Le Quotidien du Médecin. Le dépistage précoce des troubles est-il un enjeu majeur ?
Pr Frédérique Bonnet-Brilhault : L’autisme touche 1 % de la population et une naissance sur 60. Plus la prise en charge est précoce, meilleur est le pronostic, notamment dans les formes légères. Les médecins généralistes et les pédiatres jouent bien évidemment un rôle majeur pour dépister tôt les éventuels troubles de la communication sociale, et plus largement les troubles du neurodéveloppement. L’autisme est d’abord un trouble de la communication et la sémiologie est très importante.
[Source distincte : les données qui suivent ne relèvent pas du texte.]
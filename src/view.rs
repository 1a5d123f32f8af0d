//! view.rs
//!
//! Controlador de una vista (tabla cruda o mapa).
//!
//! - Cada vista tiene su propio estado: loading / error / datos / timestamp
//! - `refresh()` lanza una única tarea descarga -> parse -> transformación
//! - Un reintento aborta la tarea en curso; el contador de generación impide
//!   que una tarea vieja pise el estado de una más nueva
//!
//! Los consumidores leen con `snapshot()` o esperan con `settled()`.

use std::sync::atomic::{AtomicU64, Ordering};
use std::sync::{Arc, Mutex};

use chrono::Utc;
use reqwest::Client;
use tokio::{sync::watch, task::JoinHandle};
use tracing::{debug, info, warn};

use crate::csv::parse_csv;
use crate::fetch::fetch_csv;
use crate::normalize::location_set;
use crate::types::{LocationSet, RawRecord, ViewState};

pub type Transform<T> = fn(Vec<RawRecord>) -> T;

pub struct View<T> {
    name: &'static str,
    client: Client,
    url: String,
    transform: Transform<T>,
    state: Arc<watch::Sender<ViewState<T>>>,
    generation: Arc<AtomicU64>,
    task: Mutex<Option<JoinHandle<()>>>,
}

/// Tabla genérica con las filas tal cual salen del parser.
pub fn sheet_view(client: Client, url: impl Into<String>) -> View<Vec<RawRecord>> {
    View::<Vec<RawRecord>>::new("sheet", client, url, |rows| rows)
}

/// Mapa: filas normalizadas, sin las que no tienen coordenadas válidas.
pub fn map_view(client: Client, url: impl Into<String>) -> View<LocationSet> {
    View::new("map", client, url, location_set)
}

impl<T> View<T>
where
    T: Clone + Default + Send + Sync + 'static,
{
    pub fn new(name: &'static str, client: Client, url: impl Into<String>, transform: Transform<T>) -> Self {
        let (tx, _rx) = watch::channel(ViewState::default());
        Self {
            name,
            client,
            url: url.into(),
            transform,
            state: Arc::new(tx),
            generation: Arc::new(AtomicU64::new(0)),
            task: Mutex::new(None),
        }
    }

    pub fn name(&self) -> &'static str { self.name }

    /// Reemplaza cualquier descarga en curso por una nueva. Debe llamarse dentro de un runtime tokio.
    pub fn refresh(&self) {
        let mut slot = self.task.lock().unwrap_or_else(|e| e.into_inner());
        if let Some(prev) = slot.take() {
            if !prev.is_finished() {
                debug!("{}: descarga anterior reemplazada", self.name);
                prev.abort();
            }
        }

        let ticket = self.generation.fetch_add(1, Ordering::SeqCst) + 1;
        self.state.send_modify(|s| {
            s.loading = true;
            s.error = None;
        });

        let name = self.name;
        let client = self.client.clone();
        let url = self.url.clone();
        let transform = self.transform;
        let state = self.state.clone();
        let generation = self.generation.clone();

        *slot = Some(tokio::spawn(async move {
            info!("{name}: descargando {url}");
            let outcome = fetch_csv(&client, &url).await.map(|text| transform(parse_csv(&text)));
            let ok = outcome.is_ok();
            let applied = state.send_if_modified(|s| {
                // sólo escribe la última generación
                if generation.load(Ordering::SeqCst) != ticket {
                    return false;
                }
                s.loading = false;
                match outcome {
                    Ok(data) => {
                        s.data = data;
                        s.error = None;
                        s.fetched_at = Some(Utc::now());
                    }
                    Err(e) => s.error = Some(e.to_string()),
                }
                true
            });
            match (applied, ok) {
                (false, _) => debug!("{name}: resultado de la generación {ticket} descartado"),
                (true, true) => info!("{name}: datos actualizados (generación {ticket})"),
                (true, false) => warn!("{name}: descarga fallida (generación {ticket})"),
            }
        }));
    }

    pub fn snapshot(&self) -> ViewState<T> {
        self.state.borrow().clone()
    }

    pub fn subscribe(&self) -> watch::Receiver<ViewState<T>> {
        self.state.subscribe()
    }

    /// Espera a que no haya descarga en curso y devuelve el estado resultante.
    pub async fn settled(&self) -> ViewState<T> {
        let mut rx = self.state.subscribe();
        let out = match rx.wait_for(|s| !s.loading).await {
            Ok(s) => s.clone(),
            Err(_) => self.snapshot(),
        };
        out
    }
}

impl<T> Drop for View<T> {
    fn drop(&mut self) {
        if let Some(h) = self.task.get_mut().ok().and_then(|slot| slot.take()) {
            h.abort();
        }
    }
}
#![allow(dead_code)]

use std::net::SocketAddr;
use std::sync::atomic::{AtomicUsize, Ordering};
use std::sync::Arc;
use std::time::Duration;

use axum::{extract::State, http::StatusCode, routing::get, Router};

pub const SHEET: &str = "numero,lat,long,prof,tipologia\nA1,41.8,12.1,5,boa\nA2,bad,12.2,3,boa";

/// Hoja falsa servida en 127.0.0.1 con un puerto libre.
pub struct FakeSheet {
    pub addr: SocketAddr,
    pub hits: Arc<AtomicUsize>,
}

impl FakeSheet {
    pub fn url(&self, path: &str) -> String {
        format!("http://{}{}", self.addr, path)
    }
}

#[derive(Clone)]
struct FakeState {
    hits: Arc<AtomicUsize>,
}

/// `/ok` devuelve `SHEET`, `/missing` un 404 y `/slow-then-fast` tarda en la
/// primera petición y contesta al momento en las siguientes (con otra hoja);
/// `/ok-then-missing` sólo funciona la primera vez y `/stale-then-fresh`
/// contesta al momento siempre, con la hoja STALE sólo en la primera.
pub async fn spawn_fake_sheet() -> FakeSheet {
    let hits = Arc::new(AtomicUsize::new(0));
    let app = Router::new()
        .route("/ok", get(|| async { SHEET }))
        .route("/missing", get(|| async { (StatusCode::NOT_FOUND, "nope") }))
        .route("/slow-then-fast", get(slow_then_fast))
        .route("/ok-then-missing", get(ok_then_missing))
        .route("/stale-then-fresh", get(stale_then_fresh))
        .with_state(FakeState { hits: hits.clone() });

    let listener = tokio::net::TcpListener::bind("127.0.0.1:0").await.unwrap();
    let addr = listener.local_addr().unwrap();
    tokio::spawn(async move {
        axum::serve(listener, app).await.unwrap();
    });
    FakeSheet { addr, hits }
}

async fn slow_then_fast(State(st): State<FakeState>) -> &'static str {
    if st.hits.fetch_add(1, Ordering::SeqCst) == 0 {
        tokio::time::sleep(Duration::from_millis(600)).await;
        "numero,lat,long\nSTALE,1,1"
    } else {
        "numero,lat,long\nFRESH,2,2"
    }
}

async fn stale_then_fresh(State(st): State<FakeState>) -> &'static str {
    if st.hits.fetch_add(1, Ordering::SeqCst) == 0 {
        "numero,lat,long\nSTALE,1,1"
    } else {
        "numero,lat,long\nFRESH,2,2"
    }
}

async fn ok_then_missing(State(st): State<FakeState>) -> (StatusCode, &'static str) {
    if st.hits.fetch_add(1, Ordering::SeqCst) == 0 {
        (StatusCode::OK, SHEET)
    } else {
        (StatusCode::NOT_FOUND, "gone")
    }
}

pub fn client() -> reqwest::Client {
    reqwest::Client::builder().no_proxy().build().unwrap()
}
L’analyse des capacités de communication doit ainsi faire partie de l’examen clinique des nourrissons, au même titre que celle des troubles digestifs ou du sommeil. La formation est importante car la bonne connaissance du développement normal permet de bien repérer ce qui ne fonctionne pas.
Quels sont les principaux signes qui doivent alerter ?
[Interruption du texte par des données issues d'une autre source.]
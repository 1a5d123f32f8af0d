//! sheetmap
//!
//! Servicio que descarga la hoja publicada como CSV, la parsea y expone
//! las filas como tabla y como marcadores de mapa.

pub mod api;
pub mod csv;
pub mod errors;
pub mod fetch;
pub mod normalize;
pub mod types;
pub mod view;

pub use errors::FetchError;
pub use types::{AppCfg, LocationRecord, LocationSet, RawRecord, ViewState};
L’inquiétude des parents, quel que soit l’âge de l’enfant, doit toujours être prise en compte. Il faut par exemple écouter une mère qui indique que son bébé ne la regarde pas normalement ou reste toujours très calme sans gazouiller, et ne pas banaliser ses craintes. De même, toute régression, sur le plan du langage ou du relationnel -un enfant qui ne gazouille plus, n’a plus de contact oculaire chaleureux-, est également un signe d’alerte qui doit faire rechercher un trouble sous-jacent, neurologique ou de la communication. À l’âge de 12 mois, ce sont notamment l’absence de babillage, de pointage du doigt, de gestuelles comme le « coucou » qui constituent des signes d’appel, puis à 18 mois l’absence de mots et à 24 mois d’association de mots. L’atteinte porte sur la communication verbale et non verbale, ce qui n’est pas le cas dans le retard de langage simple, où l’enfant certes parle peu mais s’exprime avec des gestes, des mimiques. La liste des signes devant alerter est longue et bien précisée dans les recommandations de la Haute Autorité de santé actualisées en 2018 (1). On peut aussi se référer au guide des troubles du neurodéveloppement, plus global (2).
Que peut faire le médecin de premier recours en cas de doute ?
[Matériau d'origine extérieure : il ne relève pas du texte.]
//! api.rs
//! Rutas HTTP: /health, /kpis, /sheet, /locations, /map/markers, /map/view y los reintentos.

use axum::{
    extract::{Query, State},
    http::{header::CONTENT_TYPE, StatusCode},
    response::IntoResponse,
    routing::{get, post},
    Json, Router,
};
use chrono::{DateTime, Utc};
use serde::{Deserialize, Serialize};
use serde_json::{json, Value};
use std::sync::Arc;
use tower_http::{compression::CompressionLayer, cors::CorsLayer, services::ServeDir};

use crate::normalize::filter_by_label;
use crate::types::{Kpis, LocationRecord, LocationSet, MapCfg, RawRecord, ViewState};
use crate::view::View;

#[derive(Clone)]
pub struct ApiState {
    pub sheet: Arc<View<Vec<RawRecord>>>,
    pub map: Arc<View<LocationSet>>,
    pub map_cfg: MapCfg,
    pub web_dir: String,
}

pub fn router(state: ApiState) -> Router {
    let web = ServeDir::new(&state.web_dir);
    Router::new()
        .route("/health", get(|| async { "ok" }))
        .route("/kpis", get(kpis))
        .route("/sheet", get(sheet))
        .route("/sheet/retry", post(retry_sheet))
        .route("/locations", get(locations))
        .route("/map/markers", get(map_markers))
        .route("/map/view", get(map_view_cfg))
        .route("/map/retry", post(retry_map))
        .fallback_service(web)
        .with_state(state)
        .layer(CorsLayer::permissive())
        .layer(CompressionLayer::new())
}

/// Tabla cruda: las cabeceras son las claves de la primera fila.
#[derive(Serialize)]
struct SheetOut {
    loading: bool,
    error: Option<String>,
    fetched_at: Option<DateTime<Utc>>,
    headers: Vec<String>,
    rows: Vec<RawRecord>,
}

async fn sheet(State(st): State<ApiState>) -> impl IntoResponse {
    let s = st.sheet.snapshot();
    let headers: Vec<String> = s
        .data
        .first()
        .map(|r| r.keys().map(str::to_string).collect())
        .unwrap_or_default();
    Json(SheetOut { loading: s.loading, error: s.error, fetched_at: s.fetched_at, headers, rows: s.data })
}

/// Query de /locations
#[derive(Debug, Deserialize)]
pub struct SearchQuery {
    /// Texto a buscar dentro de `numero` (sin distinguir mayúsculas)
    pub q: Option<String>,
}

async fn locations(State(st): State<ApiState>, Query(q): Query<SearchQuery>) -> impl IntoResponse {
    let s = st.map.snapshot();
    let term = q.q.unwrap_or_default();
    let data: Vec<LocationRecord> = filter_by_label(&s.data.locations, &term).into_iter().cloned().collect();
    Json(ViewState { loading: s.loading, error: s.error, fetched_at: s.fetched_at, data })
}

async fn map_markers(State(st): State<ApiState>) -> impl IntoResponse {
    let s = st.map.snapshot();
    let mut fc = markers_geojson(&s.data.locations);
    // miembros extra del FeatureCollection para que el mapa sepa si sigue cargando
    fc["loading"] = json!(s.loading);
    fc["error"] = json!(s.error);
    (
        [(CONTENT_TYPE, "application/geo+json; charset=utf-8")],
        fc.to_string(),
    )
}

async fn map_view_cfg(State(st): State<ApiState>) -> impl IntoResponse {
    Json(st.map_cfg.clone())
}

async fn kpis(State(st): State<ApiState>) -> impl IntoResponse {
    let sheet = st.sheet.snapshot();
    let map = st.map.snapshot();
    Json(Kpis {
        rows: sheet.data.len(),
        locations: map.data.locations.len(),
        dropped: map.data.dropped(),
        sheet_loading: sheet.loading,
        map_loading: map.loading,
        sheet_error: sheet.error,
        map_error: map.error,
    })
}

async fn retry_sheet(State(st): State<ApiState>) -> impl IntoResponse {
    st.sheet.refresh();
    (StatusCode::ACCEPTED, Json(json!({ "view": st.sheet.name(), "status": "refreshing" })))
}

async fn retry_map(State(st): State<ApiState>) -> impl IntoResponse {
    st.map.refresh();
    (StatusCode::ACCEPTED, Json(json!({ "view": st.map.name(), "status": "refreshing" })))
}

/// FeatureCollection con un Point por ubicación (GeoJSON va en lon,lat).
pub fn markers_geojson(items: &[LocationRecord]) -> Value {
    let features: Vec<Value> = items
        .iter()
        .map(|it| {
            json!({
                "type": "Feature",
                "id": it.id,
                "geometry": { "type": "Point", "coordinates": [it.long, it.lat] },
                "properties": {
                    "numero": it.numero,
                    "profondita": it.profondita,
                    "tipologia": it.tipologia,
                    "popup": popup_lines(it),
                }
            })
        })
        .collect();
    json!({ "type": "FeatureCollection", "features": features })
}

/// Texto del popup del marcador: título y luego los campos; los ausentes quedan vacíos.
pub fn popup_lines(it: &LocationRecord) -> Vec<String> {
    let numero = it.numero.as_deref().unwrap_or("");
    vec![
        numero.to_string(),
        format!("Numero: {numero}"),
        format!("Latitudine: {}", it.lat),
        format!("Longitudine: {}", it.long),
        format!("Profondità: {}", it.profondita.map(|p| p.to_string()).unwrap_or_default()),
        format!("Tipologia: {}", it.tipologia.as_deref().unwrap_or("")),
    ]
}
Des plateformes « Troubles du neurodéveloppement » (TND), sorte de guichet unique, vont être développées sur tout le territoire, mais elles ne sont pour l’instant pas toutes opérationnelles. Cependant les praticiens peuvent sans attendre contrôler l’audition et demander des bilans fonctionnels auprès d’orthophonistes et psychomotriciens. Leur réalisation va être facilitée car ils vont être remboursés de façon forfaitaire par l’Assurance-maladie, indépendamment des MDPH. La prise en charge des enfants est individualisée, fondée sur le diagnostic fonctionnel. Ainsi, une rééducation chez une orthophoniste peut tout à fait être débutée avant la confirmation du diagnostic d’autisme par une équipe formée aux outils, qui prendra ensuite le relais. Le diagnostic complet nécessite une évaluation standardisée, qui peut être faite dans un centre médico-psychologique, un centre d’action médicosociale précoce mais aussi en libéral, par des équipes et des professionnels formés aux évaluations des TND. La volonté est en effet d’accroître le nombre de libéraux formés à ces outils pour faciliter le diagnostic précoce, notamment des formes légères, afin d’intervenir très tôt.